What is expected >>
Whenever a line in the entries below contains "tracing", copy that line.

Listed records >>
########
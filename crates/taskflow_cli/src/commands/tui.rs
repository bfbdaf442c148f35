//! `taskflow tui`: the interactive board plus its network worker task.

use std::sync::Arc;
use std::time::Instant;

use anyhow::{anyhow, Result};
use chrono::Local;
use tokio::sync::mpsc;

use taskflow_api::TaskApi;
use taskflow_auth::{
    AuthFlow, AuthSession, AuthTokens, FlowMessage, SessionStore, SessionTokenProvider,
    UserPoolClient, UserPoolConfig,
};
use taskflow_core::{AppConfig, TaskDraft};
use taskflow_tui::{run_app, AppEvent, AuthSnapshot, NetCommand};

pub async fn handle() -> Result<()> {
    let config = AppConfig::load()?;
    let pool =
        UserPoolConfig::from_app_config(&config).map_err(|err| anyhow!(err.friendly_message()))?;
    let client = UserPoolClient::new(pool);
    let store = SessionStore::open_default().map_err(|err| anyhow!(err.friendly_message()))?;
    let tokens = Arc::new(SessionTokenProvider::new(client.clone(), store.clone()));
    let api = TaskApi::from_app_config(&config, tokens)?;

    let (event_tx, event_rx) = mpsc::channel(256);
    let (cmd_tx, cmd_rx) = mpsc::channel(64);

    tokio::spawn(run_worker(client, store, api, cmd_rx, event_tx));

    run_app(event_rx, cmd_tx)?;
    Ok(())
}

/// Translate UI commands into service calls, one reply per command. The loop
/// ends when the UI drops its channel ends.
async fn run_worker(
    client: UserPoolClient,
    store: SessionStore,
    api: TaskApi,
    mut cmd_rx: mpsc::Receiver<NetCommand>,
    event_tx: mpsc::Sender<AppEvent>,
) {
    let mut flow = AuthFlow::new();

    while let Some(cmd) = cmd_rx.recv().await {
        let event = match cmd {
            NetCommand::CheckSession => match store.current_session(&client).await {
                Ok(session) => AppEvent::SessionReady {
                    username: session.username,
                },
                Err(err) => {
                    tracing::debug!(error = %err, "no usable cached session");
                    AppEvent::NoSession
                }
            },
            NetCommand::SwitchAuthMode(mode) => {
                flow.switch_to(mode);
                snapshot(&flow)
            }
            NetCommand::SignIn { email, password } => {
                match flow.submit_sign_in(&client, &email, &password).await {
                    Some(tokens) => session_ready(&store, &email, tokens, &flow),
                    None => snapshot(&flow),
                }
            }
            NetCommand::SignUp { email, password } => {
                match flow.submit_sign_up(&client, &email, &password).await {
                    Some(tokens) => session_ready(&store, &email, tokens, &flow),
                    None => snapshot(&flow),
                }
            }
            NetCommand::Verify { code } => {
                let username = flow.pending_username().unwrap_or_default().to_string();
                match flow.submit_verify(&client, &code).await {
                    Some(tokens) => session_ready(&store, &username, tokens, &flow),
                    None => snapshot(&flow),
                }
            }
            NetCommand::ResendCode => {
                flow.submit_resend(&client).await;
                snapshot(&flow)
            }
            NetCommand::NewPassword { password } => {
                let username = flow.pending_username().unwrap_or_default().to_string();
                match flow.submit_new_password(&client, &password).await {
                    Some(tokens) => session_ready(&store, &username, tokens, &flow),
                    None => snapshot(&flow),
                }
            }
            NetCommand::LoadTasks => AppEvent::TasksLoaded(api.list_todos().await),
            NetCommand::CreateTask { draft, preview_id } => AppEvent::TaskCreated {
                result: api.create_todo(&draft).await,
                preview_id,
            },
            NetCommand::ToggleTask { id, completed } => {
                AppEvent::TaskUpdated(api.toggle_todo(&id, completed).await)
            }
            NetCommand::DeleteTask { id } => {
                let result = api.delete_todo(&id).await;
                AppEvent::TaskDeleted { id, result }
            }
            NetCommand::Extract { text, mode } => {
                let started = Instant::now();
                let today = Local::now().date_naive();
                let extraction = api.extract_todos(&text, mode, today).await;
                AppEvent::Extracted {
                    tasks: extraction.tasks,
                    engine: extraction.engine,
                    elapsed_ms: started.elapsed().as_millis() as u64,
                }
            }
            NetCommand::AddAll { items } => {
                let drafts: Vec<TaskDraft> =
                    items.iter().map(|(_, draft)| draft.clone()).collect();
                let results = api.create_many(&drafts).await;
                let mut added = Vec::new();
                let mut failed_ids = Vec::new();
                for ((preview_id, draft), result) in items.into_iter().zip(results) {
                    match result {
                        Ok(task) => added.push(task),
                        Err(err) => {
                            tracing::warn!(title = %draft.title, error = %err, "bulk add entry failed");
                            failed_ids.push(preview_id);
                        }
                    }
                }
                AppEvent::BulkAdded { added, failed_ids }
            }
        };

        if event_tx.send(event).await.is_err() {
            break;
        }
    }
}

fn snapshot(flow: &AuthFlow) -> AppEvent {
    AppEvent::Auth(AuthSnapshot {
        mode: flow.mode(),
        message: flow.message().cloned(),
    })
}

/// Persist fresh tokens and hand the UI a ready session. A failed save shows
/// up on the auth screen instead of silently dropping the sign-in.
fn session_ready(
    store: &SessionStore,
    username: &str,
    tokens: AuthTokens,
    flow: &AuthFlow,
) -> AppEvent {
    let session = AuthSession::from_tokens(username, tokens);
    if let Err(err) = store.save(&session) {
        return AppEvent::Auth(AuthSnapshot {
            mode: flow.mode(),
            message: Some(FlowMessage::error(format!("Could not save session: {err}"))),
        });
    }
    AppEvent::SessionReady {
        username: session.username,
    }
}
########
Response below >>
                    tracing::debug!(error = %err, "no usable cached session");
                            tracing::warn!(title = %draft.title, error = %err, "bulk add entry failed");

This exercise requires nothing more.